▶ **What needs to be done**: Using the entries below, write out the line with "Camera capture module", the line with "is considered gone", and every line in between, exactly as each is written.

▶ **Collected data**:

+++

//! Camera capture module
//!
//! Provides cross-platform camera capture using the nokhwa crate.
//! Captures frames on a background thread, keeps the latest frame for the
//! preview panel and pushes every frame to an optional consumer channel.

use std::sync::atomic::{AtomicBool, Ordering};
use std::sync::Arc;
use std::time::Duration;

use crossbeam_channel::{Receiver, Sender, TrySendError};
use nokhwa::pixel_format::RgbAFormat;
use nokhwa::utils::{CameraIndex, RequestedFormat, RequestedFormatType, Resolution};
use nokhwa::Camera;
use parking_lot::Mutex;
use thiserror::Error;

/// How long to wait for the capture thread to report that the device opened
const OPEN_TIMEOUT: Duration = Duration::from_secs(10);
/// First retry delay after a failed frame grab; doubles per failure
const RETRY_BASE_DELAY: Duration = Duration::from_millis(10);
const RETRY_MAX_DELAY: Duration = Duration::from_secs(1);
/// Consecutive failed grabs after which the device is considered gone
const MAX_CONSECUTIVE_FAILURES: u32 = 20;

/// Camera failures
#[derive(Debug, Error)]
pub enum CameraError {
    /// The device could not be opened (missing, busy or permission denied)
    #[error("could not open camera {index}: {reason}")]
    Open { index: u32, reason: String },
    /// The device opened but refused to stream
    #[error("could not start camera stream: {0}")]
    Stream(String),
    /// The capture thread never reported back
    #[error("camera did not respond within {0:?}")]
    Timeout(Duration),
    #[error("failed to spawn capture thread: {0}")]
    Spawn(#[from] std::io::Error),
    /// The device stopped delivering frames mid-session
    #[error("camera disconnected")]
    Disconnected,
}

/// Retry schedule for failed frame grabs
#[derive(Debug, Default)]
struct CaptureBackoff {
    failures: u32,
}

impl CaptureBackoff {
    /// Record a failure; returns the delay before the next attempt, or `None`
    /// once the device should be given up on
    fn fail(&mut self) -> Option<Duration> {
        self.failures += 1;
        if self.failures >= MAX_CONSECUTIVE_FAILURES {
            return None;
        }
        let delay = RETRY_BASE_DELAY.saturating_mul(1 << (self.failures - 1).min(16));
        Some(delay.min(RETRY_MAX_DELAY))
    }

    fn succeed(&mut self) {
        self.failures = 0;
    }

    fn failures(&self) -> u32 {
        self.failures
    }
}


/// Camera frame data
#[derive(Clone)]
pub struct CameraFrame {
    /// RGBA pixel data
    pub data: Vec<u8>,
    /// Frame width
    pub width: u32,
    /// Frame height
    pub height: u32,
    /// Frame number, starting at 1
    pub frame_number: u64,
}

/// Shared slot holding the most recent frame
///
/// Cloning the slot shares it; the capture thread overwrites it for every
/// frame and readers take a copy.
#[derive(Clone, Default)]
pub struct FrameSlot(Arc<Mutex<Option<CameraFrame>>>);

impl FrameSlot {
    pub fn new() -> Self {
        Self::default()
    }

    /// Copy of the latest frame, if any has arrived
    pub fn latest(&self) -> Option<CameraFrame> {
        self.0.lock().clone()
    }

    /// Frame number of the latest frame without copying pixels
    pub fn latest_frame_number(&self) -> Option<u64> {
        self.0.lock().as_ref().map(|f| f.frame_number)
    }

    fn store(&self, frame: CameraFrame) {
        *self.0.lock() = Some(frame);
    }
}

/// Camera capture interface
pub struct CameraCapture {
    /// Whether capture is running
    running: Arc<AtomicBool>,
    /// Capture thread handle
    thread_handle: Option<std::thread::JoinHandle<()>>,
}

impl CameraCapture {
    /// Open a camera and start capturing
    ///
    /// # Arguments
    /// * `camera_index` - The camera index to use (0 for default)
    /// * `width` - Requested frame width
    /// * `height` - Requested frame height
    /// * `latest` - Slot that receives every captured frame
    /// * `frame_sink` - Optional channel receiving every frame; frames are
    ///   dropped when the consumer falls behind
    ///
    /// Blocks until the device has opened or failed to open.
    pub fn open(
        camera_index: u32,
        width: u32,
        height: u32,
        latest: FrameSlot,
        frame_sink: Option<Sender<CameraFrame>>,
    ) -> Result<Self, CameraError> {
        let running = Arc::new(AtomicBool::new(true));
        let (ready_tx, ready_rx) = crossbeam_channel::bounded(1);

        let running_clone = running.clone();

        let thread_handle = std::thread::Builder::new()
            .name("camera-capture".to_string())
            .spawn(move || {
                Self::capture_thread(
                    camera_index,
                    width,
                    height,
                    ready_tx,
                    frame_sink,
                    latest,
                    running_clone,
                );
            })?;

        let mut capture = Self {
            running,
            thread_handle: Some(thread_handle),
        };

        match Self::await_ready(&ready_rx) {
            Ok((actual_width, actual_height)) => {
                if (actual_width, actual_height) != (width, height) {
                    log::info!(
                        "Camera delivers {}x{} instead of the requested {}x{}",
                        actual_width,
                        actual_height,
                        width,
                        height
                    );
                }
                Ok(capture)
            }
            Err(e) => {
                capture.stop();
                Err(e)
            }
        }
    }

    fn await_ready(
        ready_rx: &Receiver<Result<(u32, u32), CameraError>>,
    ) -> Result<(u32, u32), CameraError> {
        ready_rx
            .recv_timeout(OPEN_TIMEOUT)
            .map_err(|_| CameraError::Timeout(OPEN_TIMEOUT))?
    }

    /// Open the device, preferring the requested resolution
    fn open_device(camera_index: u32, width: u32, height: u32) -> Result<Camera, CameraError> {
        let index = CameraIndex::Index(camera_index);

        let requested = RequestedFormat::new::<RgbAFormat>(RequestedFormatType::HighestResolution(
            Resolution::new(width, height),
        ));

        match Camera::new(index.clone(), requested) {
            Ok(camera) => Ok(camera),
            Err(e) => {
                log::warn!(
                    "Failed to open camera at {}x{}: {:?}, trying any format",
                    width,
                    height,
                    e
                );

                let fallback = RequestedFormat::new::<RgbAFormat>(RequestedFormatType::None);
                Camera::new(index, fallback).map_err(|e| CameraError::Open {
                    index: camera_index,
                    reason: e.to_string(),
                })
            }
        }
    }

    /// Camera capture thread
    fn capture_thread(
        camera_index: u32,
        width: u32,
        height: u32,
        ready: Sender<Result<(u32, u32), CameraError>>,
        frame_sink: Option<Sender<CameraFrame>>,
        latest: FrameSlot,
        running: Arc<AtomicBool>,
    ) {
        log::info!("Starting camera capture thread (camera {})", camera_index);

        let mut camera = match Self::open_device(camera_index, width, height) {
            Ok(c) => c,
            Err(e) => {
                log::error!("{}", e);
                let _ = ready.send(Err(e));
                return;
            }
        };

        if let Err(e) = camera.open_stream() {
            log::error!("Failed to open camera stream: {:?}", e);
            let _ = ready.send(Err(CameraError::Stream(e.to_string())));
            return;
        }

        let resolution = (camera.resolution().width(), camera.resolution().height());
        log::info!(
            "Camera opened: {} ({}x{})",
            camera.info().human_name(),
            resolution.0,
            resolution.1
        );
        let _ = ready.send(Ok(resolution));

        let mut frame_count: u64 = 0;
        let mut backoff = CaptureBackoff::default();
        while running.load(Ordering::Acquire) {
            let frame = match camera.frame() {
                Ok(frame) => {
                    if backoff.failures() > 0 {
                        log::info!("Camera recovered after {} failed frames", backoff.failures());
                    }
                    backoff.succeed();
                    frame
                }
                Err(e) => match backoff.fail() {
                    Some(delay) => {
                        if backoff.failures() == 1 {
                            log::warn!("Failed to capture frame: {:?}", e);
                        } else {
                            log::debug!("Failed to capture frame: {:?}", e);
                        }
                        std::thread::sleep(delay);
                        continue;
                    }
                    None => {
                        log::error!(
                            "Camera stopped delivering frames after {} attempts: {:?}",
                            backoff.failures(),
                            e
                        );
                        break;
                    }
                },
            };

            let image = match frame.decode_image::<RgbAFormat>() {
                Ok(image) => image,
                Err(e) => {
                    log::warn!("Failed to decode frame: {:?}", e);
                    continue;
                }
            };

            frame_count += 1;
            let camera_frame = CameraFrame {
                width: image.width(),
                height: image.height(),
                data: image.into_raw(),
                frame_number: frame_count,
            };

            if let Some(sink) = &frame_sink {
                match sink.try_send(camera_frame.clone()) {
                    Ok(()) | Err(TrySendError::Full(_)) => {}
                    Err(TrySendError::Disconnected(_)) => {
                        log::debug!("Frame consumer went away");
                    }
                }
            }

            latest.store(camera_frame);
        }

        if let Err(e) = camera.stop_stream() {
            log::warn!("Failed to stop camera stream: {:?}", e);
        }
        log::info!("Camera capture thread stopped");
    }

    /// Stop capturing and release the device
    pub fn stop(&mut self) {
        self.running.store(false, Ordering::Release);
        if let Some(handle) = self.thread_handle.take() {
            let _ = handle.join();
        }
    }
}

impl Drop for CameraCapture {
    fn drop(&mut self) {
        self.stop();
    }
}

+++

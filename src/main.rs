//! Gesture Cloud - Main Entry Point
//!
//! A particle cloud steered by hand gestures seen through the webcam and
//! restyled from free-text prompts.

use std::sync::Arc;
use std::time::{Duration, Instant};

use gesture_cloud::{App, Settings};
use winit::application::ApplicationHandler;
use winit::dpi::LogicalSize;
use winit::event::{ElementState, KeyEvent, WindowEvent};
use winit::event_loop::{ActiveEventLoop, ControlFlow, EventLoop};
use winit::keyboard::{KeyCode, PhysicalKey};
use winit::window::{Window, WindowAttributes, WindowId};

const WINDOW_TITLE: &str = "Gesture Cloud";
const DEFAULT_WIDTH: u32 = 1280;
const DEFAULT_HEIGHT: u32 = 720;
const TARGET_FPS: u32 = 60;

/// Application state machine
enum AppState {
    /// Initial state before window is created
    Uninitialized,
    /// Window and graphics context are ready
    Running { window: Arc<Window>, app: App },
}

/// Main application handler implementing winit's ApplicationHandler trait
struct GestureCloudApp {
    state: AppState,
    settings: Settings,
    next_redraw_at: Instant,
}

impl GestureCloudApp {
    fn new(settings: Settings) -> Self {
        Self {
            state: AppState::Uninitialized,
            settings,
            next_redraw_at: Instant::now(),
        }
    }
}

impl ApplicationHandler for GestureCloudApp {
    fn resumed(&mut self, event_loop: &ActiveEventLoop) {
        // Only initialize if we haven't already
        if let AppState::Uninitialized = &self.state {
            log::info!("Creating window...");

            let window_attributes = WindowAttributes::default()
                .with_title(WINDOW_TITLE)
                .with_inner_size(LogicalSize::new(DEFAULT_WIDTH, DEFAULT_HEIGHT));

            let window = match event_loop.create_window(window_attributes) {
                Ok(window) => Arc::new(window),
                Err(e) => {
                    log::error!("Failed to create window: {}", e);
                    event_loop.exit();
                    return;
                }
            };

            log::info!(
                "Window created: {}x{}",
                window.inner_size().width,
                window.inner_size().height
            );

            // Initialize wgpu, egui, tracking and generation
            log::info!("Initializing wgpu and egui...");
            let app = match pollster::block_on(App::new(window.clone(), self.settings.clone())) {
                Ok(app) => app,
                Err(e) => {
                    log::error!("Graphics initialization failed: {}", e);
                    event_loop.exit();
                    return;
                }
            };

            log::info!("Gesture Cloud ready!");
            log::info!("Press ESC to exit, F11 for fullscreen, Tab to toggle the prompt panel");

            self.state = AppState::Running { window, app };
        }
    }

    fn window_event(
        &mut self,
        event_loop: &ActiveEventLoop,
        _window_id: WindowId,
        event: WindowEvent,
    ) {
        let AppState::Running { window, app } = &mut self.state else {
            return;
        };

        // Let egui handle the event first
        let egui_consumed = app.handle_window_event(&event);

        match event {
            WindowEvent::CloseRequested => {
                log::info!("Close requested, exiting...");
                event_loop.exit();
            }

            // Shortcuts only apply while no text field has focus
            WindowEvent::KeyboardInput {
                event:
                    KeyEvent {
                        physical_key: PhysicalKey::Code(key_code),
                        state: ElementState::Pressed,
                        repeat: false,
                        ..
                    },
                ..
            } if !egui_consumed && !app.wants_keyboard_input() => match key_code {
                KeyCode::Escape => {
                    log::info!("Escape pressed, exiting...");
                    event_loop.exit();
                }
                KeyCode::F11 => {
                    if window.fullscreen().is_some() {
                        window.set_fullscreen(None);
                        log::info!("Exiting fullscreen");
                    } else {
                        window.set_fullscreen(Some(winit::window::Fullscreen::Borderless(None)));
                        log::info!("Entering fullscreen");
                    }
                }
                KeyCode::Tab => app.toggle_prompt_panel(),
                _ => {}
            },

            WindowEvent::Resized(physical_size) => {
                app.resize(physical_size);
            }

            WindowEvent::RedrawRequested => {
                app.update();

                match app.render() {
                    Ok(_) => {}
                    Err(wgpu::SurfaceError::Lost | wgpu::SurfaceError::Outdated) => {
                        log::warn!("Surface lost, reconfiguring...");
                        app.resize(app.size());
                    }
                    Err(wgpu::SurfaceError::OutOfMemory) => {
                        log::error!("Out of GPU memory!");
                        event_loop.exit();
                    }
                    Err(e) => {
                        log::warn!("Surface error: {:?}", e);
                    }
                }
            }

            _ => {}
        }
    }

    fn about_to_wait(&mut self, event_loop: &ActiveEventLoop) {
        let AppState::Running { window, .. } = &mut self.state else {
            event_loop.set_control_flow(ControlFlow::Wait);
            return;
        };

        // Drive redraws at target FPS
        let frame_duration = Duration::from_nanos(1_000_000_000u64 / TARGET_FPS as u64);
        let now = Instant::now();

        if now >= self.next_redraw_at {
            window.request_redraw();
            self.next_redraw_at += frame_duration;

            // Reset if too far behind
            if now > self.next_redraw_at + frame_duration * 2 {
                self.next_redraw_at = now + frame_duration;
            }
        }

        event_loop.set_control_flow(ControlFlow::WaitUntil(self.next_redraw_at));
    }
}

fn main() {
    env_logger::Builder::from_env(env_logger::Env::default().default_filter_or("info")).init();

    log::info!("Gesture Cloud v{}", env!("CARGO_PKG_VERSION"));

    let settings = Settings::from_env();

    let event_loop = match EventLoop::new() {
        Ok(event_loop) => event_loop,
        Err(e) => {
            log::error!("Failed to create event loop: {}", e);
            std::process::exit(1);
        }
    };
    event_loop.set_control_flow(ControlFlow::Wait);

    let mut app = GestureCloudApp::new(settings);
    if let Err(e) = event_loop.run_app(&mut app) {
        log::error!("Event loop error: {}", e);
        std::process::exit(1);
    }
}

+++

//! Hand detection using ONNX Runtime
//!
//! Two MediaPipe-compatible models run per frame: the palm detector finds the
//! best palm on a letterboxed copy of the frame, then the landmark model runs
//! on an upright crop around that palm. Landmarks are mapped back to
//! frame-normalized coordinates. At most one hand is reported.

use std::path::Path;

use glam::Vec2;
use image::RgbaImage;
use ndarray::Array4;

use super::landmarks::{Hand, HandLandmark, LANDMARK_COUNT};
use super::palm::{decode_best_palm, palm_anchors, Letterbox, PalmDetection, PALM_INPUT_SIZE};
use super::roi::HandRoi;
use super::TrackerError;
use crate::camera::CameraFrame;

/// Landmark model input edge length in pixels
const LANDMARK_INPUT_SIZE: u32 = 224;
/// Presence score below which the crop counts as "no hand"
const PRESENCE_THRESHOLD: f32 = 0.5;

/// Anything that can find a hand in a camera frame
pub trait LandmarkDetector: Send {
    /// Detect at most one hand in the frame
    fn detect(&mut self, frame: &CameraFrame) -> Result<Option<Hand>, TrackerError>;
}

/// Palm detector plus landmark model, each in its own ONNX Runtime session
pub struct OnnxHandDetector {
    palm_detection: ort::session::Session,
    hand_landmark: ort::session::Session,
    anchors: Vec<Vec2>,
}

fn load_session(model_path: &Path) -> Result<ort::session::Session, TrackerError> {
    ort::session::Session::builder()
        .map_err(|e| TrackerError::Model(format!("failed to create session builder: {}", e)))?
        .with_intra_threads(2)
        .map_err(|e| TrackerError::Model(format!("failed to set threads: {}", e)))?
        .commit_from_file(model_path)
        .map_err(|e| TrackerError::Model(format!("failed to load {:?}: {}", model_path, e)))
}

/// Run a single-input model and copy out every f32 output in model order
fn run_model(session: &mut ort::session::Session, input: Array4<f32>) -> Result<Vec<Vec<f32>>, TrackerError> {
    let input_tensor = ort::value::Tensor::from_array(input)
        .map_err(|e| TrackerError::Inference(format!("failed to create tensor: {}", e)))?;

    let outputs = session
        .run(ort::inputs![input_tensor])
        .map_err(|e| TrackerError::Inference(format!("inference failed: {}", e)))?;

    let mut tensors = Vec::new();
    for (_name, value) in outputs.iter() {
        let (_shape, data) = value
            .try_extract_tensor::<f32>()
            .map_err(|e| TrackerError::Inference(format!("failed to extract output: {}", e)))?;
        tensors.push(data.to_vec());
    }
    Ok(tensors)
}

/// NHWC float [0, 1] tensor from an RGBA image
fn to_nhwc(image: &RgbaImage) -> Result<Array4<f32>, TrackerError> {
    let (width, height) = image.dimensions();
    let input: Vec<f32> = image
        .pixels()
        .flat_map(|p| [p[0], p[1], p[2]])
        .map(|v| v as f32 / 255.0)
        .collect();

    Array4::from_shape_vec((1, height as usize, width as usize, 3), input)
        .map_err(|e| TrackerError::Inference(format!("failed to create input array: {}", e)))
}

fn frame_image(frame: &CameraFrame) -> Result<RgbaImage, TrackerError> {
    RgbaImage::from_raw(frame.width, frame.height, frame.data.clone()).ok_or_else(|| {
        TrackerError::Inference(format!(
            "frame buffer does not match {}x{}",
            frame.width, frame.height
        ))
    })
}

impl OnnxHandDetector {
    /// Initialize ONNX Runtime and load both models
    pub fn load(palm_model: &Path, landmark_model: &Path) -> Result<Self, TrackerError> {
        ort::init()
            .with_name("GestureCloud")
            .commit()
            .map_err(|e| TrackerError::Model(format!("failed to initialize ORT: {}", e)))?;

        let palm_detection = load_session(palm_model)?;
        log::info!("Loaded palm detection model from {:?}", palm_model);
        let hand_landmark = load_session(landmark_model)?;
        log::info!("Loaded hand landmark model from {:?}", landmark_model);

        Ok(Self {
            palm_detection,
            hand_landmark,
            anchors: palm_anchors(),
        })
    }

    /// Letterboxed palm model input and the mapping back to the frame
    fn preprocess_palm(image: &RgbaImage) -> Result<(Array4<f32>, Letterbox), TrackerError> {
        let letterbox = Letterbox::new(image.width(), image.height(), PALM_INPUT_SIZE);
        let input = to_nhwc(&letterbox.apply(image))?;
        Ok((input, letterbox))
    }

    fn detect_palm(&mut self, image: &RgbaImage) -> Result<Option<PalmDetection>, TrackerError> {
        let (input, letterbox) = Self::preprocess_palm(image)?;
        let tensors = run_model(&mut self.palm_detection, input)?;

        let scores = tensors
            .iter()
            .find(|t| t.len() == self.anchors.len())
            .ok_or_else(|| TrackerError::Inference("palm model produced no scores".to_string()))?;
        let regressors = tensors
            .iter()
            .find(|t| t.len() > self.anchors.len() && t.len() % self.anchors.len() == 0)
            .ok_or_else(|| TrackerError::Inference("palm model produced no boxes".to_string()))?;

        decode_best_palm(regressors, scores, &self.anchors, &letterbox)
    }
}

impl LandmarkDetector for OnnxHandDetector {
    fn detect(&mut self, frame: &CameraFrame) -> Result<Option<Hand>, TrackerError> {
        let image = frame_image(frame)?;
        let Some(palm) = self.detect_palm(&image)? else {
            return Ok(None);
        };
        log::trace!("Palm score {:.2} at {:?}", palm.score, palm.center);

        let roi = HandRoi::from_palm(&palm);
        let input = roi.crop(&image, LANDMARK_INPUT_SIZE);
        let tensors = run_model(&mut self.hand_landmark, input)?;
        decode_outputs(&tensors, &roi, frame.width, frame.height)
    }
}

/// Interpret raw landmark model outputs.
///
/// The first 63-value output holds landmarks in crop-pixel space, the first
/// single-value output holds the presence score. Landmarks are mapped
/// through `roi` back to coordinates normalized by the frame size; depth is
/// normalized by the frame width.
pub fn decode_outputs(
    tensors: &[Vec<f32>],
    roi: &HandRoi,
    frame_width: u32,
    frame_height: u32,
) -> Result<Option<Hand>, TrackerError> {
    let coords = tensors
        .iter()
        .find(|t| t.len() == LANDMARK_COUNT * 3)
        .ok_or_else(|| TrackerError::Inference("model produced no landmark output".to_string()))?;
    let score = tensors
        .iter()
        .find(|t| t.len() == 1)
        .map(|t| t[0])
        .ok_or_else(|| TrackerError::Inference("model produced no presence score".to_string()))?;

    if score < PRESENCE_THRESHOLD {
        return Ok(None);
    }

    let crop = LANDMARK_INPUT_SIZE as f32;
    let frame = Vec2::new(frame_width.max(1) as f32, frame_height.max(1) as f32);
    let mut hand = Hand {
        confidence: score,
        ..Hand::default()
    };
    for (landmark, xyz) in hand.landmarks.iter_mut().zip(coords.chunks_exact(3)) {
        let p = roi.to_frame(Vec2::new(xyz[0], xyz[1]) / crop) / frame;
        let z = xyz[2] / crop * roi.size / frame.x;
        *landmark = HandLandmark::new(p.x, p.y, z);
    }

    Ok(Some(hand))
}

+++

▶ **Exercise result**:
//! Camera capture module
//!
//! Provides cross-platform camera capture using the nokhwa crate.
//! Captures frames on a background thread, keeps the latest frame for the
//! preview panel and pushes every frame to an optional consumer channel.

use std::sync::atomic::{AtomicBool, Ordering};
use std::sync::Arc;
use std::time::Duration;

use crossbeam_channel::{Receiver, Sender, TrySendError};
use nokhwa::pixel_format::RgbAFormat;
use nokhwa::utils::{CameraIndex, RequestedFormat, RequestedFormatType, Resolution};
use nokhwa::Camera;
use parking_lot::Mutex;
use thiserror::Error;

/// How long to wait for the capture thread to report that the device opened
const OPEN_TIMEOUT: Duration = Duration::from_secs(10);
/// First retry delay after a failed frame grab; doubles per failure
const RETRY_BASE_DELAY: Duration = Duration::from_millis(10);
const RETRY_MAX_DELAY: Duration = Duration::from_secs(1);
/// Consecutive failed grabs after which the device is considered gone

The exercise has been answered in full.